REQUIRED WORK :: Given the listing below, write out exactly the lines starting with the line that has "fn interpolate_env_vars(input: &str)" and going on through the line that has "output.push(ch);", both kept.

◆ ◆ ◆ ◆ ◆

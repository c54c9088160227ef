use std::env;
use std::fs;
use std::path::{Path, PathBuf};
use std::sync::Arc;

use serde::{Deserialize, Serialize};
use thiserror::Error;

use crate::clock::{Clock, FixedYear, SystemClock};

pub const DEFAULT_CONFIG_FILES: [&str; 2] = ["cotation.toml", "config/cotation.toml"];

#[derive(Clone, Debug)]
pub struct AppConfig {
    pub tables: TablesConfig,
    pub quote: QuoteConfig,
    pub server: ServerConfig,
    pub export: ExportConfig,
    pub logging: LoggingConfig,
}

#[derive(Clone, Debug)]
pub struct TablesConfig {
    pub dir: PathBuf,
}

#[derive(Clone, Debug)]
pub struct QuoteConfig {
    /// Pins the year used to compute ages. The system clock is used when unset.
    pub reference_year: Option<i32>,
}

#[derive(Clone, Debug)]
pub struct ServerConfig {
    pub bind_address: String,
    pub port: u16,
    pub graceful_shutdown_secs: u64,
    /// Sessions untouched for this long are dropped.
    pub session_idle_secs: u64,
}

#[derive(Clone, Debug)]
pub struct ExportConfig {
    /// Directory holding `recap.html.tera`. The embedded template is used when
    /// unset.
    pub template_dir: Option<PathBuf>,
    pub use_wkhtmltopdf: bool,
    pub company_name: String,
    /// Undownloaded exports are discarded after this many seconds.
    pub retention_secs: u64,
    pub max_pending: usize,
}

#[derive(Clone, Debug)]
pub struct LoggingConfig {
    pub level: String,
    pub format: LogFormat,
}

#[derive(Clone, Copy, Debug, PartialEq, Eq, Serialize, Deserialize)]
#[serde(rename_all = "snake_case")]
pub enum LogFormat {
    Compact,
    Pretty,
    Json,
}

#[derive(Clone, Debug, Default)]
pub struct ConfigOverrides {
    pub tables_dir: Option<PathBuf>,
    pub reference_year: Option<i32>,
    pub server_port: Option<u16>,
    pub log_level: Option<String>,
    pub log_format: Option<LogFormat>,
}

#[derive(Clone, Debug, Default)]
pub struct LoadOptions {
    pub config_path: Option<PathBuf>,
    pub require_file: bool,
    pub overrides: ConfigOverrides,
}

#[derive(Debug, Error)]
pub enum ConfigError {
    #[error("could not read config file `{path}`: {source}")]
    ReadFile { path: PathBuf, source: std::io::Error },
    #[error("could not parse config file `{path}`: {source}")]
    ParseFile { path: PathBuf, source: toml::de::Error },
    #[error("required config file was not found: `{0}`")]
    MissingConfigFile(PathBuf),
    #[error("environment variable interpolation failed for `{var}`")]
    MissingEnvInterpolation { var: String },
    #[error("unterminated environment interpolation expression")]
    UnterminatedInterpolation,
    #[error("invalid environment override for `{key}`: `{value}`")]
    InvalidEnvOverride { key: String, value: String },
    #[error("configuration validation failed: {0}")]
    Validation(String),
}

impl Default for AppConfig {
    fn default() -> Self {
        Self {
            tables: TablesConfig { dir: PathBuf::from("data/rates") },
            quote: QuoteConfig { reference_year: None },
            server: ServerConfig {
                bind_address: "127.0.0.1".to_string(),
                port: 8080,
                graceful_shutdown_secs: 15,
                session_idle_secs: 1_800,
            },
            export: ExportConfig {
                template_dir: None,
                use_wkhtmltopdf: true,
                company_name: "Cotation".to_string(),
                retention_secs: 900,
                max_pending: 256,
            },
            logging: LoggingConfig { level: "info".to_string(), format: LogFormat::Compact },
        }
    }
}

impl std::str::FromStr for LogFormat {
    type Err = ConfigError;

    fn from_str(value: &str) -> Result<Self, Self::Err> {
        match value.trim().to_ascii_lowercase().as_str() {
            "compact" => Ok(Self::Compact),
            "pretty" => Ok(Self::Pretty),
            "json" => Ok(Self::Json),
            other => Err(ConfigError::Validation(format!(
                "unsupported log format `{other}` (expected compact|pretty|json)"
            ))),
        }
    }
}

impl AppConfig {
    pub fn load(options: LoadOptions) -> Result<Self, ConfigError> {
        let mut config = Self::default();
        let maybe_path = resolve_config_path(options.config_path.as_deref());

        if let Some(path) = maybe_path {
            let patch = read_patch(&path)?;
            config.apply_patch(patch);
        } else if options.require_file {
            let expected =
                options.config_path.unwrap_or_else(|| PathBuf::from(DEFAULT_CONFIG_FILES[0]));
            return Err(ConfigError::MissingConfigFile(expected));
        }

        config.apply_env_overrides()?;
        config.apply_overrides(options.overrides);
        config.validate()?;

        Ok(config)
    }

    /// Clock matching `quote.reference_year`.
    pub fn clock(&self) -> Arc<dyn Clock> {
        match self.quote.reference_year {
            Some(year) => Arc::new(FixedYear(year)),
            None => Arc::new(SystemClock),
        }
    }

    fn apply_patch(&mut self, patch: ConfigPatch) {
        if let Some(tables) = patch.tables {
            if let Some(dir) = tables.dir {
                self.tables.dir = dir;
            }
        }

        if let Some(quote) = patch.quote {
            if let Some(reference_year) = quote.reference_year {
                self.quote.reference_year = Some(reference_year);
            }
        }

        if let Some(server) = patch.server {
            if let Some(bind_address) = server.bind_address {
                self.server.bind_address = bind_address;
            }
            if let Some(port) = server.port {
                self.server.port = port;
            }
            if let Some(graceful_shutdown_secs) = server.graceful_shutdown_secs {
                self.server.graceful_shutdown_secs = graceful_shutdown_secs;
            }
            if let Some(session_idle_secs) = server.session_idle_secs {
                self.server.session_idle_secs = session_idle_secs;
            }
        }

        if let Some(export) = patch.export {
            if let Some(template_dir) = export.template_dir {
                self.export.template_dir = Some(template_dir);
            }
            if let Some(use_wkhtmltopdf) = export.use_wkhtmltopdf {
                self.export.use_wkhtmltopdf = use_wkhtmltopdf;
            }
            if let Some(company_name) = export.company_name {
                self.export.company_name = company_name;
            }
            if let Some(retention_secs) = export.retention_secs {
                self.export.retention_secs = retention_secs;
            }
            if let Some(max_pending) = export.max_pending {
                self.export.max_pending = max_pending;
            }
        }

        if let Some(logging) = patch.logging {
            if let Some(level) = logging.level {
                self.logging.level = level;
            }
            if let Some(format) = logging.format {
                self.logging.format = format;
            }
        }
    }

    fn apply_env_overrides(&mut self) -> Result<(), ConfigError> {
        if let Some(value) = read_env("COTATION_TABLES_DIR") {
            self.tables.dir = PathBuf::from(value);
        }

        if let Some(value) = read_env("COTATION_QUOTE_REFERENCE_YEAR") {
            self.quote.reference_year = Some(parse_i32("COTATION_QUOTE_REFERENCE_YEAR", &value)?);
        }

        if let Some(value) = read_env("COTATION_SERVER_BIND_ADDRESS") {
            self.server.bind_address = value;
        }
        if let Some(value) = read_env("COTATION_SERVER_PORT") {
            self.server.port = parse_u16("COTATION_SERVER_PORT", &value)?;
        }
        if let Some(value) = read_env("COTATION_SERVER_GRACEFUL_SHUTDOWN_SECS") {
            self.server.graceful_shutdown_secs =
                parse_u64("COTATION_SERVER_GRACEFUL_SHUTDOWN_SECS", &value)?;
        }
        if let Some(value) = read_env("COTATION_SERVER_SESSION_IDLE_SECS") {
            self.server.session_idle_secs =
                parse_u64("COTATION_SERVER_SESSION_IDLE_SECS", &value)?;
        }

        if let Some(value) = read_env("COTATION_EXPORT_TEMPLATE_DIR") {
            self.export.template_dir = Some(PathBuf::from(value));
        }
        if let Some(value) = read_env("COTATION_EXPORT_USE_WKHTMLTOPDF") {
            self.export.use_wkhtmltopdf = parse_bool("COTATION_EXPORT_USE_WKHTMLTOPDF", &value)?;
        }
        if let Some(value) = read_env("COTATION_EXPORT_COMPANY_NAME") {
            self.export.company_name = value;
        }
        if let Some(value) = read_env("COTATION_EXPORT_RETENTION_SECS") {
            self.export.retention_secs = parse_u64("COTATION_EXPORT_RETENTION_SECS", &value)?;
        }
        if let Some(value) = read_env("COTATION_EXPORT_MAX_PENDING") {
            self.export.max_pending = parse_usize("COTATION_EXPORT_MAX_PENDING", &value)?;
        }

        let log_level =
            read_env("COTATION_LOGGING_LEVEL").or_else(|| read_env("COTATION_LOG_LEVEL"));
        if let Some(value) = log_level {
            self.logging.level = value;
        }
        let log_format =
            read_env("COTATION_LOGGING_FORMAT").or_else(|| read_env("COTATION_LOG_FORMAT"));
        if let Some(value) = log_format {
            self.logging.format = value.parse()?;
        }

        Ok(())
    }

    fn apply_overrides(&mut self, overrides: ConfigOverrides) {
        if let Some(tables_dir) = overrides.tables_dir {
            self.tables.dir = tables_dir;
        }
        if let Some(reference_year) = overrides.reference_year {
            self.quote.reference_year = Some(reference_year);
        }
        if let Some(server_port) = overrides.server_port {
            self.server.port = server_port;
        }
        if let Some(log_level) = overrides.log_level {
            self.logging.level = log_level;
        }
        if let Some(log_format) = overrides.log_format {
            self.logging.format = log_format;
        }
    }

    pub fn validate(&self) -> Result<(), ConfigError> {
        validate_tables(&self.tables)?;
        validate_quote(&self.quote)?;
        validate_server(&self.server)?;
        validate_export(&self.export)?;
        validate_logging(&self.logging)?;
        Ok(())
    }
}

fn resolve_config_path(explicit_path: Option<&Path>) -> Option<PathBuf> {
    if let Some(path) = explicit_path {
        return path.exists().then_some(path.to_path_buf());
    }

    DEFAULT_CONFIG_FILES.into_iter().map(PathBuf::from).find(|path| path.exists())
}

fn read_patch(path: &Path) -> Result<ConfigPatch, ConfigError> {
    let raw = fs::read_to_string(path)
        .map_err(|source| ConfigError::ReadFile { path: path.to_path_buf(), source })?;

    let interpolated = interpolate_env_vars(&raw)?;
    toml::from_str::<ConfigPatch>(&interpolated)
        .map_err(|source| ConfigError::ParseFile { path: path.to_path_buf(), source })
}

fn interpolate_env_vars(input: &str) -> Result<String, ConfigError> {
    let mut output = String::with_capacity(input.len());
    let mut chars = input.chars().peekable();

    while let Some(ch) = chars.next() {
        if ch == '$' && matches!(chars.peek(), Some('{')) {
            chars.next();
            let mut key = String::new();

            loop {
                match chars.next() {
                    Some('}') => break,
                    Some(next) => key.push(next),
                    None => return Err(ConfigError::UnterminatedInterpolation),
                }
            }

            let value = env::var(&key)
                .map_err(|_| ConfigError::MissingEnvInterpolation { var: key.clone() })?;
            output.push_str(&value);
            continue;
        }

        output.push(ch);
    }

    Ok(output)
}

fn validate_tables(tables: &TablesConfig) -> Result<(), ConfigError> {
    if tables.dir.as_os_str().is_empty() {
        return Err(ConfigError::Validation(
            "tables.dir must point to the rate table directory".to_string(),
        ));
    }
    Ok(())
}

fn validate_quote(quote: &QuoteConfig) -> Result<(), ConfigError> {
    if let Some(year) = quote.reference_year {
        if !(1900..=9999).contains(&year) {
            return Err(ConfigError::Validation(
                "quote.reference_year must be in range 1900..=9999".to_string(),
            ));
        }
    }
    Ok(())
}

fn validate_server(server: &ServerConfig) -> Result<(), ConfigError> {
    if server.bind_address.trim().is_empty() {
        return Err(ConfigError::Validation("server.bind_address must not be empty".to_string()));
    }

    if server.port == 0 {
        return Err(ConfigError::Validation("server.port must be greater than zero".to_string()));
    }

    if server.graceful_shutdown_secs == 0 {
        return Err(ConfigError::Validation(
            "server.graceful_shutdown_secs must be greater than zero".to_string(),
        ));
    }

    if server.session_idle_secs == 0 {
        return Err(ConfigError::Validation(
            "server.session_idle_secs must be greater than zero".to_string(),
        ));
    }

    Ok(())
}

◆ ◆ ◆ ◆ ◆

THE COMPLETED TASK ::
fn interpolate_env_vars(input: &str) -> Result<String, ConfigError> {
    let mut output = String::with_capacity(input.len());
    let mut chars = input.chars().peekable();

    while let Some(ch) = chars.next() {
        if ch == '$' && matches!(chars.peek(), Some('{')) {
            chars.next();
            let mut key = String::new();

            loop {
                match chars.next() {
                    Some('}') => break,
                    Some(next) => key.push(next),
                    None => return Err(ConfigError::UnterminatedInterpolation),
                }
            }

            let value = env::var(&key)
                .map_err(|_| ConfigError::MissingEnvInterpolation { var: key.clone() })?;
            output.push_str(&value);
            continue;
        }

        output.push(ch);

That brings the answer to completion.